A stipulated order against Jason A. Kotzker resolves charges the FTC brought in August 2015, alleging that he and his co-defendants, instead of passing the information to legitimate payday lenders, sold it to companies like Ideal Financial Solutions Inc., which raided consumers’ accounts for at least $7.1 million.
The FTC also alleged that the defendants helped Ideal Financial hide the fraud from banks.
The order prohibits Kotzker from selling or disclosing consumers’ sensitive personal information, making misrepresentations about any financial or other product or service, and profiting from consumers’ personal information and failing to dispose of it properly.
It imposes a judgment of more than $7.1 million that will be partially suspended upon payment of $45,000, which represents virtually all of Kotzker’s assets.
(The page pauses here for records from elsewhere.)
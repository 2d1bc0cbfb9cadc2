// ============================================================================
// Persistence - In-Memory Storage Collaborator
// ============================================================================
//
// Implements the seedwork Repository / UnitOfWork contracts on top of an
// in-memory document store, plus the per-context repository traits.
//
// ============================================================================

pub mod document_store;
pub mod repository;
pub mod unit_of_work;

mod community;
mod member;
mod vendor_user;

pub use document_store::{Collection, StoredDocument, UniqueKeys, WriteOp};
pub use repository::{InMemoryRepository, StagedChanges};
pub use unit_of_work::InMemoryUnitOfWork;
Under settlement orders entered last year in this case, Paul T. McDonnell, Theresa D. Bartholomew, and her son, John E. Bartholomew, Jr., also are prohibited from selling or otherwise benefitting from customers’ personal information.
The order against the Bartholomews imposed a $7.1 million judgment that was suspended upon payment of $15,000. The order against McDonnell imposed a judgment of more than $3.7 million, which was suspended due to his inability to pay.
For all of the defendants, the full judgments will become due immediately if they are found to have misrepresented their financial condition.
The court entered a default judgment against the corporate defendants, Sequoia One LLC and Gen X Marketing Group LLC.